Cowen-Josh-2016-01By Joshua Cowen

Associate Professor of Education Policy
Department of Educational Administration
jcowen@msu.edu
@joshcowenMSU

Is there a war on teachers? It can feel that way. Over the last half-decade, policymakers across the country have attempted fundamental changes to many aspects of the teaching profession. Teacher-related policy reforms have included new efforts to monitor and improve teacher preparation, overhaul teacher evaluation in most states and limit collective bargaining by teachers’ unions and membership in unions themselves. Teacher advocates have pointed directly to these reforms to explain new exits from the profession, as well as shortages resulting not only from those exits but from steep declines in the number of would-be teachers choosing careers in the field. Such a story, if true, would represent perhaps the most important problem facing public schools today. If researchers studying teacher-related policies can agree on one thing, it’s that teachers are the single most important school-based influence on student outcomes. What we don’t know yet, however, is enough to say for certain what impact these policy reforms have had on the teaching profession, much less student achievement overall.

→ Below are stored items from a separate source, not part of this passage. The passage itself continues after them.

/// Why an option change did not reach the view.
#[derive(Debug, Clone, Copy, PartialEq, Eq)]
pub enum SkipReason {
    /// The changed control is a file input.
    FileInput,
    /// The platform cannot submit multipart forms.
    NoFormData,
    /// The changed control belongs to another product section.
    OutsideContainer,
    /// The product form declares no configurable options.
    NoOptions,
}

/// Result of an option change round trip.
#[derive(Debug)]
pub enum OptionChangeOutcome {
    /// No request was sent, or its response was discarded.
    Skipped(SkipReason),
    /// Attribute availability was updated but the changed form declares no
    /// options, so the other fragments were left alone.
    AvailabilityOnly,
    /// Every fragment carried by the response was updated.
    Applied,
    /// The request failed; the view is untouched.
    Failed(ApiError),
}

struct Inner {
    container: NodeId,
    product_id: ProductId,
    dom: SharedDocument,
    api: Rc<dyn StorefrontApi>,
    platform: Rc<dyn Platform>,
    bus: SignalBus,
    selectors: Selectors,
    options: ControllerOptions,
    context: RefCell<ProductContext>,
    attributes: RefCell<Vec<AttributeBinding>>,
    /// Set between `begin_cart_add` and the end of `finish_cart_add`.
    cart_in_flight: Cell<bool>,
    logger: StructuredLogger,
}

/// Wires a product section's quantity steppers, option inputs and purchase
/// buttons to the storefront API.
///
/// Dropping the controller unsubscribes it from the signal bus; pending
/// timers then do nothing.
pub struct ProductOptionsController {
    inner: Rc<Inner>,
    subscription: Subscription,
}

impl fmt::Debug for ProductOptionsController {
    fn fmt(&self, f: &mut fmt::Formatter<'_>) -> fmt::Result {
        f.debug_struct("ProductOptionsController")
            .field("container", &self.inner.container)
            .field("product_id", &self.inner.product_id)
            .finish_non_exhaustive()
    }
}
//! HTTP response handling.

use crate::FetchError;
use serde::de::DeserializeOwned;
use serde::Deserialize;
use std::collections::HashMap;

/// An HTTP response.
#[derive(Debug, Clone)]
pub struct Response {
    /// The HTTP status code.
    pub status: u16,
    /// The response headers.
    pub headers: HashMap<String, String>,
    /// The response body.
    pub body: Vec<u8>,
}

/// The `{ "data": ... }` wrapper storefront remote endpoints reply with.
#[derive(Debug, Deserialize)]
struct Envelope<T> {
    data: T,
}

impl Response {
    /// Create a new response.
    pub fn new(status: u16, headers: HashMap<String, String>, body: Vec<u8>) -> Self {
        Self {
            status,
            headers,
            body,
        }
    }

    /// A JSON response with the given status.
    pub fn json_body(status: u16, value: &serde_json::Value) -> Self {
        let mut headers = HashMap::new();
        headers.insert("Content-Type".to_string(), "application/json".to_string());
        Self::new(status, headers, value.to_string().into_bytes())
    }

    /// Check if the response was successful (2xx status).
    pub fn is_success(&self) -> bool {
        (200..300).contains(&self.status)
    }

    /// Get the response body as text.
    pub fn text(&self) -> Result<String, FetchError> {
        String::from_utf8(self.body.clone())
            .map_err(|e| FetchError::Parse(format!("Invalid UTF-8: {}", e)))
    }

    /// Parse the response body as JSON.
    pub fn json<T: DeserializeOwned>(&self) -> Result<T, FetchError> {
        serde_json::from_slice(&self.body).map_err(|e| FetchError::Parse(e.to_string()))
    }

    /// Parse the body as a `{ "data": ... }` envelope and return the inner value.
    pub fn data<T: DeserializeOwned>(&self) -> Result<T, FetchError> {
        self.json::<Envelope<T>>().map(|envelope| envelope.data)
    }

    /// Get a header value (case-insensitive).
    pub fn header(&self, key: &str) -> Option<&str> {
        self.headers
            .iter()
            .find(|(k, _)| k.eq_ignore_ascii_case(key))
            .map(|(_, v)| v.as_str())
    }

    /// Convert to a Result, returning an error for non-2xx status codes.
    pub fn error_for_status(self) -> Result<Self, FetchError> {
        if self.is_success() {
            Ok(self)
        } else {
            let message = self.text().unwrap_or_else(|_| "Unknown error".to_string());
            Err(FetchError::Http {
                status: self.status,
                message,
            })
        }
    }
}
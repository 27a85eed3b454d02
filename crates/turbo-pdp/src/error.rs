//! Controller error types.

use thiserror::Error;
use turbo_data::FetchError;
use turbo_dom::SelectorError;

/// Errors from the storefront remote endpoints.
///
/// The `Display` text is what shoppers see when a cart add fails.
#[derive(Error, Debug)]
pub enum ApiError {
    /// The request never completed.
    #[error("{0}")]
    Transport(String),

    /// The endpoint answered with a non-2xx status.
    #[error("Request failed with status {status}")]
    Http { status: u16, message: String },

    /// The body was not the expected `{ "data": ... }` document.
    #[error("Unexpected response from the store: {0}")]
    Decode(String),
}

impl From<FetchError> for ApiError {
    fn from(e: FetchError) -> Self {
        match e {
            FetchError::Transport(msg) | FetchError::InvalidUrl(msg) => ApiError::Transport(msg),
            FetchError::Http { status, message } => ApiError::Http { status, message },
            FetchError::Parse(msg) | FetchError::Json(msg) => ApiError::Decode(msg),
        }
    }
}

/// Errors raised while binding a controller or loading its configuration.
#[derive(Error, Debug)]
pub enum PdpError {
    /// A required element is not in the document.
    #[error("Missing element: {0}")]
    MissingElement(String),

    /// A built-in selector failed to parse.
    #[error("Invalid selector: {0}")]
    Selector(#[from] SelectorError),

    /// Configuration values are out of range.
    #[error("Invalid configuration: {0}")]
    InvalidConfig(String),

    /// The page context could not be decoded.
    #[error("Invalid page context: {0}")]
    Context(#[from] serde_json::Error),

    /// A TOML configuration document could not be decoded.
    #[error("Invalid configuration file: {0}")]
    ConfigFormat(#[from] toml::de::Error),
}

As I’m going to argue here, much of what we don’t know is empirical. Because most of the reforms implemented have been phased in over the last five years, there has been simply too little time to draw meaningful conclusions about their effects—especially over anything approaching the long run. But part of the problem can also be thought of as a conflict of theory. Supporters of many of the most hotly debated policies—the use of student test scores to evaluate teacher performance, the potential for job dismissal as a result of that performance and weakening teacher tenure and seniority protections chief among them—have argued that school leaders need the flexibility to hire, assign, transfer and, if need be, dismiss teachers according to the needs of the school and the children they serve. Opponents have argued that student test scores are a poor measure of teachers’ overall contribution to child success. They say teachers feel threatened and demoralized by new employment insecurities and that seniority-based staffing rules provide a means for the most experienced and committed teachers to rely on a stable, well-defined set of workplace conditions not subject to ad hoc or at-will administrative decisions.

Will evaluating teachers improve education?

These competing views of recent reforms—and the current scarcity of evidence to resolve the disconnect—are most apparent in two specific areas of policy change. The first is teacher evaluation. In 43 states, student achievement is included in teacher performance measures, with achievement growth the dominant criterion in 17 states and the results of these ratings used to inform teacher tenure decisions in 23 overall (National Council on Teacher Quality 2015). Tying teacher jobs to test scores certainly has received the most attention. This is partly because of skepticism in the way districts use those scores. I would characterize the research-based consensus (though by no means unanimous) in the following way: statistical techniques for attributing test score growth to individual teacher contributions—a class of strategies known as value-added modeling—appear valid in many, carefully controlled settings of practice. We know, in other words, where the major strengths and limitations of these measures lie, and this is an important and under-valued feature of their construction (Goldhaber 2015). Their use in high-stakes teacher evaluation are, however, problematic, because even relatively accurate performance measures are imprecise and can vary from year to year for individual teachers. That poses difficult problems of implementation, and we simply don’t know how many teachers may be affected by fluctuating measures of effectiveness.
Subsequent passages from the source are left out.